The idea that the tax payments were intended to aid presidential candidate Joe Biden was tied back to Morris’s urging his team and his attorneys to more rapidly address the outstanding tax payments.

“We are under considerable risk personally and politically to get the returns in,” he wrote in an email on Feb. 7, 2020.

Morris said that, when helping others recovering from addiction in the past, addressing outstanding tax obligations was one of his first recommended steps. Clearing up those pressures, he said, was important to preventing relapse.

Asked to explain the “politically” comment in the deposition, Morris suggested that the pressure stemmed from the impeachment probe. It didn’t; Trump had already been acquitted. But around the same time the email was sent, the New York Times published an article explaining how Senate Republicans were moving forward in investigating Hunter’s finances. Asked whether he was saying that the “political risk had nothing to do with then-candidate Joe Biden,” Morris said he was. Admittedly eyebrow-raising, but all the deposition offers is Morris’s denial.

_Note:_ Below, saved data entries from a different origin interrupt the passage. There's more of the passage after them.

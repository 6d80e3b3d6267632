//! Rendering of run reports and the spinner shown while a run is in progress.

use crate::OutputFormat;
use anyhow::Result;
use autooff_core::{ProgressSink, RunReport, ToggleOutcome};
use console::style;
use indicatif::{ProgressBar, ProgressStyle};
use std::time::Duration;

/// Progress text on an indicatif spinner
pub struct SpinnerProgress {
    bar: ProgressBar,
}

impl SpinnerProgress {
    pub fn new() -> Self {
        let bar = ProgressBar::new_spinner();
        bar.set_style(
            ProgressStyle::with_template("{spinner:.cyan} {msg}")
                .unwrap_or_else(|_| ProgressStyle::default_spinner()),
        );
        bar.enable_steady_tick(Duration::from_millis(100));
        Self { bar }
    }

    pub fn finish(&self, message: &str) {
        self.bar.finish_with_message(message.to_string());
    }
}

impl Default for SpinnerProgress {
    fn default() -> Self {
        Self::new()
    }
}

impl ProgressSink for SpinnerProgress {
    fn set_text(&self, text: &str) {
        self.bar.set_message(text.to_string());
    }
}

pub fn print_report(report: &RunReport, format: OutputFormat) -> Result<()> {
    match format {
        OutputFormat::Json => output_json(report),
        OutputFormat::Table => {
            output_table(report);
            Ok(())
        }
        OutputFormat::Pretty => {
            output_pretty(report);
            Ok(())
        }
    }
}

fn section_line(section: &str, rows: &[&ToggleOutcome]) -> String {
    let changed = rows.iter().filter(|o| o.changed).count();
    format!("{}: {}/{} changed", section, changed, rows.len())
}

fn output_pretty(report: &RunReport) {
    let headline = report.completion_message();
    if report.cancelled {
        println!("\n{}", style(headline).yellow().bold());
    } else {
        println!("\n{}", style(headline).green().bold());
    }

    let groups = report.by_section();
    if groups.is_empty() {
        println!("\n{}", style("Nothing was switched on.").dim());
    } else {
        println!("\n{}", style("By section:").bold());
        for (section, rows) in &groups {
            println!("  {}", section_line(section, rows));
            for outcome in rows {
                let mark = if outcome.ok {
                    style("✓").green()
                } else {
                    style("✗").red()
                };
                println!(
                    "    {} {} {}",
                    mark,
                    outcome.label,
                    style(format!("{} → {}", outcome.before, outcome.after)).dim()
                );
            }
        }
    }

    let metrics = &report.metrics;
    println!("\n{}", style("Performance:").bold());
    println!("  Total time:            {:.1} ms", metrics.total_ms);
    println!("  Checkboxes processed:  {}", metrics.checkbox_count);
    println!("  Success rate:          {:.1}%", metrics.success_rate());
    if let Some(average) = metrics.average_ms() {
        println!("  Average per checkbox:  {:.1} ms", average);
    }
    if let Some(share) = metrics.accordion_share() {
        println!("  Opening accordions:    {:.1}% of total", share);
    }
    if !metrics.method_counts.is_empty() {
        let methods: Vec<String> = metrics
            .method_counts
            .iter()
            .map(|(method, count)| format!("{}={}", method, count))
            .collect();
        println!("  Methods:               {}", methods.join(", "));
    }
    println!("  Passes:                {}", metrics.passes);
    if metrics.degraded {
        println!(
            "  {}",
            style("Pass limit reached while items were still switching on").yellow()
        );
    }

    println!("\n{}", report.summary_line());
}

fn output_json(report: &RunReport) -> Result<()> {
    println!("{}", serde_json::to_string_pretty(report)?);
    Ok(())
}

fn output_table(report: &RunReport) {
    println!("Section,Label,Before,After,Changed,Method,Ok");
    for outcome in &report.outcomes {
        println!(
            "{},{},{},{},{},{},{}",
            outcome.section,
            csv_field(&outcome.label),
            outcome.before,
            outcome.after,
            outcome.changed,
            outcome.method,
            outcome.ok
        );
    }
}

fn csv_field(value: &str) -> String {
    if value.contains([',', '"', '\n']) {
        format!("\"{}\"", value.replace('"', "\"\""))
    } else {
        value.to_string()
    }
}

Now again, consider how Comer framed all of this. That the two met at a fundraiser and then Morris began paying Hunter Biden’s tax bills to insulate Joe Biden. That these were “loans” — implying they weren’t. That this generosity granted Morris dubious access to Joe Biden. None of this is justified by Morris’s testimony; Comer is instead simply trying to frame Morris’s testimony in negative terms.

He does so, presumably, because he knows that his close allies in right-wing media will not read the primary document and because he is signaling how the testimony should be contextualized.

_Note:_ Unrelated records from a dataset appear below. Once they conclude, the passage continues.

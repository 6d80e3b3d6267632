//! Chrome side of Auto-OFF: find and launch Chrome, connect over the DevTools
//! Protocol, and expose the connected tab as an `autooff_core::dom::Page`.

mod cdp_page;
mod cdp_session;
mod chrome_finder;
mod error;
mod launcher;
mod profile;

pub use cdp_page::CdpPage;
pub use cdp_session::CdpSession;
pub use chrome_finder::ChromeFinder;
pub use error::{Error, Result};
pub use launcher::{ChromeLauncher, DEFAULT_DEBUGGING_PORT, normalize_url};
pub use profile::ProfileManager;
use std::time::Duration;

/// Fixed delays used by the automation.
///
/// None of these are computed: the target page gives no completion signal for
/// most of its rendering, so every wait is a constant.
#[derive(Debug, Clone, Copy, PartialEq, Eq)]
pub struct Timing {
    /// Wait after each toggle before moving on
    pub click_wait: Duration,
    /// Wait between a click and the verification read
    pub settle: Duration,
    /// Upper bound on waiting for an accordion to report itself open
    pub accordion: Duration,
    /// Wait after an accordion opened so its content can render
    pub content_settle: Duration,
    /// Wait before each re-query for lazily rendered checkboxes
    pub lazy_load: Duration,
    /// Pause after a section so the host page can persist its changes
    pub section_pause: Duration,
    /// Initial delay before a run touches the page
    pub prepare: Duration,
    /// Gap between passes
    pub pass_gap: Duration,
    /// Wait used instead of the accordion race when a section has no region
    pub no_region: Duration,
    /// Poll interval for attribute races
    pub poll: Duration,
}

impl Timing {
    /// Fixed delays collapsed to zero, for simulations and tests. The
    /// accordion race keeps a short bound so a responsive page still wins it.
    pub fn instant() -> Self {
        Self {
            click_wait: Duration::ZERO,
            settle: Duration::ZERO,
            accordion: Duration::from_millis(100),
            content_settle: Duration::ZERO,
            lazy_load: Duration::ZERO,
            section_pause: Duration::ZERO,
            prepare: Duration::ZERO,
            pass_gap: Duration::ZERO,
            no_region: Duration::ZERO,
            poll: Duration::from_millis(1),
        }
    }

    pub fn with_section_pause(mut self, pause: Duration) -> Self {
        self.section_pause = pause;
        self
    }
}

impl Default for Timing {
    fn default() -> Self {
        Self {
            click_wait: Duration::from_millis(10),
            settle: Duration::from_millis(150),
            accordion: Duration::from_millis(500),
            content_settle: Duration::from_millis(400),
            lazy_load: Duration::from_millis(500),
            section_pause: Duration::from_millis(1000),
            prepare: Duration::from_millis(500),
            pass_gap: Duration::from_millis(500),
            no_region: Duration::from_millis(100),
            poll: Duration::from_millis(25),
        }
    }
}

/// Sleep unless the duration is zero.
pub(crate) async fn pause(duration: Duration) {
    if !duration.is_zero() {
        tokio::time::sleep(duration).await;
    }
}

On Wednesday morning, Comer’s closest media ally, Fox Business host Maria Bartiromo, welcomed Rep. Byron Donalds (R-Fla.) to her show.

“It’s incredible to me,” Bartiromo said, “that a guy, Kevin Morris, could meet Hunter Biden and then two weeks later, give him $5 million.” This isn’t at all what happened, but reality has of late not served as much of an encumbrance to Bartiromo.

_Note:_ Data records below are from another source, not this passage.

use autooff_core::automation::{Collector, locate, turn_off};
use autooff_core::dom::{MemoryPage, NodeSpec, Page};
use autooff_core::progress::{ProgressLog, ProgressSink};
use autooff_core::settings::{MemoryStore, Policy, SECTION_ID_ALIASES, Settings, Store, keys};
use autooff_core::{CancelFlag, Error, RunOptions, Session, SwitchState, Timing};
use serde_json::{Map, json};
use std::sync::Arc;
use std::time::Duration;

fn instant(max_passes: usize) -> RunOptions {
    RunOptions {
        timing: Timing::instant(),
        max_passes,
        ..Default::default()
    }
}

fn skills_page(states: &[(&str, bool)]) -> MemoryPage {
    let boxes = states.iter().map(|(id, on)| NodeSpec::checkbox(id, *on));
    MemoryPage::new(NodeSpec::element("main").child(NodeSpec::accordion("skills", false, boxes)))
}

async fn store_with(settings: Settings) -> MemoryStore {
    let store = MemoryStore::new();
    let mut values = Map::new();
    values.insert(keys::SETTINGS.to_string(), serde_json::to_value(settings).unwrap());
    store.set(values).await.unwrap();
    store
}

/// Cancels as soon as a given progress text is shown
struct CancelOn {
    text: String,
    flag: CancelFlag,
}

impl ProgressSink for CancelOn {
    fn set_text(&self, text: &str) {
        if text == self.text {
            self.flag.cancel();
        }
    }
}

#[tokio::test]
async fn test_turn_off_on_off_element_dispatches_nothing() {
    let page = skills_page(&[("a", false)]);
    let node = page.by_id("a").await.unwrap().unwrap();

    let result = turn_off(&page, &node, &Timing::instant()).await.unwrap();

    assert!(!result.changed);
    assert!(result.ok);
    assert_eq!(page.activations("a").await, 0);
    assert_eq!(page.is_on("a").await, Some(false));
}

#[tokio::test]
async fn test_turn_off_on_element() {
    let page = skills_page(&[("a", true)]);
    let node = page.by_id("a").await.unwrap().unwrap();

    let result = turn_off(&page, &node, &Timing::instant()).await.unwrap();

    assert!(result.changed);
    assert!(result.ok);
    assert_eq!(result.after, SwitchState::Off);
    assert_eq!(page.is_on("a").await, Some(false));
}

#[tokio::test]
async fn test_second_run_changes_nothing() {
    let page = skills_page(&[("a", true), ("b", true)]);
    let session = Session::new(page, Arc::new(MemoryStore::new())).with_options(instant(3));
    let cancel = CancelFlag::new();

    let first = session.run(&ProgressLog::new(), &cancel).await.unwrap();
    assert_eq!(first.changed_count(), 2);

    let second = session.run(&ProgressLog::new(), &cancel).await.unwrap();
    assert_eq!(second.changed_count(), 0);
    assert!(second.outcomes.is_empty());
}

#[tokio::test]
async fn test_preserved_identity_never_appears() {
    let store = store_with(Settings {
        preserve_selected: vec!["keep".to_string()],
        ..Default::default()
    })
    .await;
    let session = Session::new(skills_page(&[("keep", true), ("drop", true)]), Arc::new(store))
        .with_options(instant(3));

    let report = session.run(&ProgressLog::new(), &CancelFlag::new()).await.unwrap();

    assert_eq!(report.outcomes.len(), 1);
    assert_eq!(session.page().is_on("keep").await, Some(true));
    assert_eq!(session.page().is_on("drop").await, Some(false));
    assert_eq!(session.page().activations("keep").await, 0);
}

#[tokio::test]
async fn test_excluded_section_yields_nothing() {
    let page = skills_page(&[("a", true), ("b", true)]);
    let root = page.by_id("skills").await.unwrap().unwrap();
    let policy = Policy::new([], ["skills".to_string()]);
    let timing = Timing::instant();
    let collector = Collector {
        policy: &policy,
        timing: &timing,
        max_requeries: 4,
    };
    assert!(collector.collect(&page, "skills", &root, true).await.unwrap().is_empty());

    let store = store_with(Settings {
        exclude_sections: vec!["skills".to_string()],
        ..Default::default()
    })
    .await;
    let session = Session::new(page, Arc::new(store)).with_options(instant(3));
    let report = session.run(&ProgressLog::new(), &CancelFlag::new()).await.unwrap();
    assert!(report.outcomes.is_empty());
    assert_eq!(session.page().total_activations().await, 0);
}

#[tokio::test]
async fn test_alias_resolves_suffixed_id() {
    let page = MemoryPage::new(
        NodeSpec::element("main").child(NodeSpec::element("section").id("certification-93c1")),
    );
    let node = locate(&page, "certifications", SECTION_ID_ALIASES)
        .await
        .unwrap()
        .unwrap();
    assert_eq!(page.read(&node).await.unwrap().id.as_deref(), Some("certification-93c1"));
}

#[tokio::test]
async fn test_cancel_between_sections_keeps_earlier_outcomes() {
    let page = MemoryPage::new(
        NodeSpec::element("main")
            .child(NodeSpec::accordion("skills", false, [NodeSpec::checkbox("s1", true)]))
            .child(NodeSpec::accordion("projects", false, [NodeSpec::checkbox("p1", true)])),
    );
    let session = Session::new(page, Arc::new(MemoryStore::new())).with_options(instant(3));
    let cancel = CancelFlag::new();
    let progress = CancelOn {
        text: "Processing skills...".to_string(),
        flag: cancel.clone(),
    };

    let report = session.run(&progress, &cancel).await.unwrap();

    assert!(report.cancelled);
    assert_eq!(report.outcomes.len(), 1);
    assert_eq!(report.outcomes[0].section, "skills");
    assert!(report.outcomes.iter().all(|o| o.section != "projects"));
    assert_eq!(session.page().is_on("p1").await, Some(true));
    assert_eq!(report.completion_message(), "Auto-OFF cancelled");
}

#[tokio::test]
async fn test_skills_end_to_end() {
    let session = Session::new(
        skills_page(&[("a", true), ("b", false), ("c", true)]),
        Arc::new(MemoryStore::new()),
    )
    .with_options(instant(1));

    let report = session.run(&ProgressLog::new(), &CancelFlag::new()).await.unwrap();

    assert_eq!(report.outcomes.len(), 2);
    assert!(report.outcomes.iter().all(|o| o.changed && o.after == SwitchState::Off));
    assert!(report.outcomes.iter().all(|o| o.section == "skills"));
    for id in ["a", "b", "c"] {
        assert_eq!(session.page().is_on(id).await, Some(false));
    }
    assert_eq!(session.page().activations("b").await, 0);
    assert_eq!(report.metrics.passes, 1);
}

#[tokio::test]
async fn test_concurrent_run_is_rejected() {
    let options = RunOptions {
        timing: Timing {
            prepare: Duration::from_millis(50),
            ..Timing::instant()
        },
        ..Default::default()
    };
    let session = Session::new(skills_page(&[("a", true)]), Arc::new(MemoryStore::new()))
        .with_options(options);
    let cancel = CancelFlag::new();
    let (progress_a, progress_b) = (ProgressLog::new(), ProgressLog::new());

    let (first, second) = tokio::join!(
        session.run(&progress_a, &cancel),
        session.run(&progress_b, &cancel)
    );

    assert_eq!(first.unwrap().changed_count(), 1);
    assert!(matches!(second, Err(Error::AlreadyRunning)));
    assert!(!session.is_running());

    // The guard is released once the first run ends
    assert!(session.run(&ProgressLog::new(), &cancel).await.is_ok());
}

#[tokio::test]
async fn test_pass_limit_with_cascading_content_is_degraded() {
    let page = MemoryPage::new(NodeSpec::element("main").child(NodeSpec::accordion(
        "skills",
        true,
        [
            NodeSpec::checkbox("first", true).reveals("second"),
            NodeSpec::checkbox("second", true).detached().reveals("third"),
            NodeSpec::checkbox("third", true).detached(),
        ],
    )));
    let session = Session::new(page, Arc::new(MemoryStore::new())).with_options(instant(2));

    let report = session.run(&ProgressLog::new(), &CancelFlag::new()).await.unwrap();

    assert_eq!(report.metrics.passes, 2);
    assert!(report.metrics.degraded);
    assert_eq!(report.changed_count(), 2);
    assert_eq!(session.page().is_on("third").await, Some(true));
}

#[tokio::test]
async fn test_quiet_second_pass_ends_the_run() {
    let page = MemoryPage::new(NodeSpec::element("main").child(NodeSpec::accordion(
        "skills",
        true,
        [
            NodeSpec::checkbox("first", true).reveals("second"),
            NodeSpec::checkbox("second", true).detached(),
        ],
    )));
    let session = Session::new(page, Arc::new(MemoryStore::new())).with_options(instant(3));

    let report = session.run(&ProgressLog::new(), &CancelFlag::new()).await.unwrap();

    assert_eq!(report.changed_count(), 2);
    assert_eq!(report.metrics.passes, 3);
    assert!(!report.metrics.degraded);
    assert_eq!(session.page().is_on("second").await, Some(false));
}

#[tokio::test]
async fn test_stored_counters_accumulate() {
    let store = MemoryStore::new();
    let session =
        Session::new(skills_page(&[("a", true)]), Arc::new(store.clone())).with_options(instant(3));
    session.run(&ProgressLog::new(), &CancelFlag::new()).await.unwrap();
    session.run(&ProgressLog::new(), &CancelFlag::new()).await.unwrap();

    let values = store.snapshot().await;
    assert_eq!(values[keys::USAGE_COUNT], json!(2));
    assert_eq!(values[keys::TOTAL_OPERATIONS], json!(2));
    assert_eq!(values[keys::CHECKBOXES_PROCESSED], json!(1));
}

#[tokio::test]
async fn test_run_with_unreadable_settings_keeps_license() {
    let store = MemoryStore::new();
    let mut values = Map::new();
    values.insert(keys::LICENSE_KEY.to_string(), json!("TEAL_PREMIUM_2025"));
    values.insert(keys::CURRENT_PLAN.to_string(), json!("pro"));
    values.insert(
        keys::SETTINGS.to_string(),
        json!({"preserve_selected": ["keep"], "theme": 5}),
    );
    store.set(values).await.unwrap();

    let page = skills_page(&[("keep", true), ("drop", true)]);
    let session = Session::new(page, Arc::new(store.clone())).with_options(instant(1));
    session.run(&ProgressLog::new(), &CancelFlag::new()).await.unwrap();

    let stored = store.snapshot().await;
    assert_eq!(stored[keys::LICENSE_KEY], json!("TEAL_PREMIUM_2025"));
    assert_eq!(stored[keys::CURRENT_PLAN], json!("pro"));
    assert_eq!(
        stored[keys::SETTINGS],
        json!({"preserve_selected": ["keep"], "theme": 5})
    );
    assert_eq!(stored[keys::USAGE_COUNT], json!(1));
}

Donalds took the opportunity to insinuate that everything about Hunter Biden, his businesses and Kevin Morris was suspicious, as you’d expect. Bartiromo asked about Morris buying an LLC formed by Hunter Biden that had a minority stake in a hedge fund run by Chinese investors. Donalds declared that “this stake in the Chinese company stinks to high heaven because Mr. Morris would have never got it if it wasn’t for Hunter Biden,” which, considered by itself, is not a robust argument.

Then Bartiromo followed up.

“Do you think Kevin Morris is working for the Chinese Communist Party?” she asked, with complete earnestness. “Is that why he’s paying all this money and helping Hunter so much?”

Never mind that this is a weird question to pose right after Donalds suggested that Morris was suspicious for gaining access to this Chinese company — the question was also addressed by Morris in the deposition.

“You are not an agent or a lawyer for the Communist Chinese government?” asked Rep. Jamie Raskin (Md.), Oversight’s top Democrat.

“No,” Morris replied — again under penalty of perjury.

“What is your understanding of why you’re here?” Raskin asked a bit later.

“You know, that’s a good question, Congressman,” Morris replied. “I guess because of my relationship with Hunter and because there’s a financial aspect to it, I guess.”

And that’s exactly right. Sure, the relationship is unusual, but Morris’s full, non-cherry-picked testimony at least offers a rationale for it. But he was deposed and his testimony was reshaped and molded by Comer to seem damaging because Comer and House Republicans are in the habit of doing that with everyone to whom they speak. Morris checked the “Hunter” and “money” boxes, and so, despite what he said, he became a vehicle for talking about “Hunter” and “money” in nefarious terms. And, despite the utter lack of any obvious connection to the president, he somehow became evidence of Joe Biden’s wrongdoing, too.

This is how these investigations have worked from the very beginning.